→ **Task requirements**:
The whole of the data is to be returned without a single change.

→ **Supplied material**:
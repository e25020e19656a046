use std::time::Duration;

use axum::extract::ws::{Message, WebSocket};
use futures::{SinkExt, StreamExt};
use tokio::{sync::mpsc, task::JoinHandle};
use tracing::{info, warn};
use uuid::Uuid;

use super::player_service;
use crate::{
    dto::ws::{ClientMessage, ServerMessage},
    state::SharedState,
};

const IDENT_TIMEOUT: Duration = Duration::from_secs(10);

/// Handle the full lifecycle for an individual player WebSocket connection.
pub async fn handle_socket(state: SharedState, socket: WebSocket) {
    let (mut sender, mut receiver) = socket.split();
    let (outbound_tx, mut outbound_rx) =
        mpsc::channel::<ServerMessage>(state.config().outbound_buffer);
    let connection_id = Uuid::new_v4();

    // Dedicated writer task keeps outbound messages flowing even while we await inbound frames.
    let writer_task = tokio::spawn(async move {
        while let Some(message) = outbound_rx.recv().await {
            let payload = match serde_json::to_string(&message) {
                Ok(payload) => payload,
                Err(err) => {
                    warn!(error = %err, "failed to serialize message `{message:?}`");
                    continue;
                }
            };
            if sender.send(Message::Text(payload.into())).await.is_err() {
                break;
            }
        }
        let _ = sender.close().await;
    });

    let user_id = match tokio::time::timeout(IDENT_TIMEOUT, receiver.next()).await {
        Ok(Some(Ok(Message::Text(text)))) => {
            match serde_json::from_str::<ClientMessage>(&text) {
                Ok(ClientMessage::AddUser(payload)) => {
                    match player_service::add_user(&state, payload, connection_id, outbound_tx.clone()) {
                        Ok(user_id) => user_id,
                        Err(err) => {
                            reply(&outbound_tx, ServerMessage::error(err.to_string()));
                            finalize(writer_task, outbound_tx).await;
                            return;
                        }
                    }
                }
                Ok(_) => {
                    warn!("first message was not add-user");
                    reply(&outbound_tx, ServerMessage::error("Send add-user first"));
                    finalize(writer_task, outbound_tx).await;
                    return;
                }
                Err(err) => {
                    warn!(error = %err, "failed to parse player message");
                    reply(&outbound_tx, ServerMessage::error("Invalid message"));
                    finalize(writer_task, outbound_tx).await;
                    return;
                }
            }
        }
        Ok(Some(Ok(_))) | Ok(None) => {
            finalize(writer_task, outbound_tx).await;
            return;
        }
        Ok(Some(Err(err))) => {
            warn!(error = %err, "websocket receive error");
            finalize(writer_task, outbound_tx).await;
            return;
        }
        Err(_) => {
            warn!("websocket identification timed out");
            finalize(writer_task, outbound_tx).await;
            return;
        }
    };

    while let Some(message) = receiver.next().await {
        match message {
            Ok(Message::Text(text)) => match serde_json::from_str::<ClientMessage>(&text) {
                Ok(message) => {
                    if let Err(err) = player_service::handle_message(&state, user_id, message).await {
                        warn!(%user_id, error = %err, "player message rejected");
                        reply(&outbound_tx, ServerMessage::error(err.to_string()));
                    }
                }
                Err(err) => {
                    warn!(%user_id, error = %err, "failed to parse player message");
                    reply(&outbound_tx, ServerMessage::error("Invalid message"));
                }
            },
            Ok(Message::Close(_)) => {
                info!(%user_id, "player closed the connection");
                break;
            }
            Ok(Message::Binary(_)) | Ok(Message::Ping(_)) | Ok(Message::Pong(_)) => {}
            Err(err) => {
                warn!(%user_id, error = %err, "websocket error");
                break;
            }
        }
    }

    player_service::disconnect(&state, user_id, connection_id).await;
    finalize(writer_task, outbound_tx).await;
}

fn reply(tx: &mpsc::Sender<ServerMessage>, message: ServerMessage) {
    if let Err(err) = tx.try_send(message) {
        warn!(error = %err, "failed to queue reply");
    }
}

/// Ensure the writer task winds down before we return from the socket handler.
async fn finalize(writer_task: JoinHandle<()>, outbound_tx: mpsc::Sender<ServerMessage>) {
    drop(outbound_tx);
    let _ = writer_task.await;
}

→ **Task result**:
repository e25020e19656a046
use std::time::Duration;

use axum::extract::ws::{Message, WebSocket};
use futures::{SinkExt, StreamExt};
use tokio::{sync::mpsc, task::JoinHandle};
use tracing::{info, warn};
use uuid::Uuid;

use super::player_service;
use crate::{
    dto::ws::{ClientMessage, ServerMessage},
    state::SharedState,
};

const IDENT_TIMEOUT: Duration = Duration::from_secs(10);

/// Handle the full lifecycle for an individual player WebSocket connection.
pub async fn handle_socket(state: SharedState, socket: WebSocket) {
    let (mut sender, mut receiver) = socket.split();
    let (outbound_tx, mut outbound_rx) =
        mpsc::channel::<ServerMessage>(state.config().outbound_buffer);
    let connection_id = Uuid::new_v4();

    // Dedicated writer task keeps outbound messages flowing even while we await inbound frames.
    let writer_task = tokio::spawn(async move {
        while let Some(message) = outbound_rx.recv().await {
            let payload = match serde_json::to_string(&message) {
                Ok(payload) => payload,
                Err(err) => {
                    warn!(error = %err, "failed to serialize message `{message:?}`");
                    continue;
                }
            };
            if sender.send(Message::Text(payload.into())).await.is_err() {
                break;
            }
        }
        let _ = sender.close().await;
    });

    let user_id = match tokio::time::timeout(IDENT_TIMEOUT, receiver.next()).await {
        Ok(Some(Ok(Message::Text(text)))) => {
            match serde_json::from_str::<ClientMessage>(&text) {
                Ok(ClientMessage::AddUser(payload)) => {
                    match player_service::add_user(&state, payload, connection_id, outbound_tx.clone()) {
                        Ok(user_id) => user_id,
                        Err(err) => {
                            reply(&outbound_tx, ServerMessage::error(err.to_string()));
                            finalize(writer_task, outbound_tx).await;
                            return;
                        }
                    }
                }
                Ok(_) => {
                    warn!("first message was not add-user");
                    reply(&outbound_tx, ServerMessage::error("Send add-user first"));
                    finalize(writer_task, outbound_tx).await;
                    return;
                }
                Err(err) => {
                    warn!(error = %err, "failed to parse player message");
                    reply(&outbound_tx, ServerMessage::error("Invalid message"));
                    finalize(writer_task, outbound_tx).await;
                    return;
                }
            }
        }
        Ok(Some(Ok(_))) | Ok(None) => {
            finalize(writer_task, outbound_tx).await;
            return;
        }
        Ok(Some(Err(err))) => {
            warn!(error = %err, "websocket receive error");
            finalize(writer_task, outbound_tx).await;
            return;
        }
        Err(_) => {
            warn!("websocket identification timed out");
            finalize(writer_task, outbound_tx).await;
            return;
        }
    };

    while let Some(message) = receiver.next().await {
        match message {
            Ok(Message::Text(text)) => match serde_json::from_str::<ClientMessage>(&text) {
                Ok(message) => {
                    if let Err(err) = player_service::handle_message(&state, user_id, message).await {
                        warn!(%user_id, error = %err, "player message rejected");
                        reply(&outbound_tx, ServerMessage::error(err.to_string()));
                    }
                }
                Err(err) => {
                    warn!(%user_id, error = %err, "failed to parse player message");
                    reply(&outbound_tx, ServerMessage::error("Invalid message"));
                }
            },
            Ok(Message::Close(_)) => {
                info!(%user_id, "player closed the connection");
                break;
            }
            Ok(Message::Binary(_)) | Ok(Message::Ping(_)) | Ok(Message::Pong(_)) => {}
            Err(err) => {
                warn!(%user_id, error = %err, "websocket error");
                break;
            }
        }
    }

    player_service::disconnect(&state, user_id, connection_id).await;
    finalize(writer_task, outbound_tx).await;
}

fn reply(tx: &mpsc::Sender<ServerMessage>, message: ServerMessage) {
    if let Err(err) = tx.try_send(message) {
        warn!(error = %err, "failed to queue reply");
    }
}

/// Ensure the writer task winds down before we return from the socket handler.
async fn finalize(writer_task: JoinHandle<()>, outbound_tx: mpsc::Sender<ServerMessage>) {
    drop(outbound_tx);
    let _ = writer_task.await;
}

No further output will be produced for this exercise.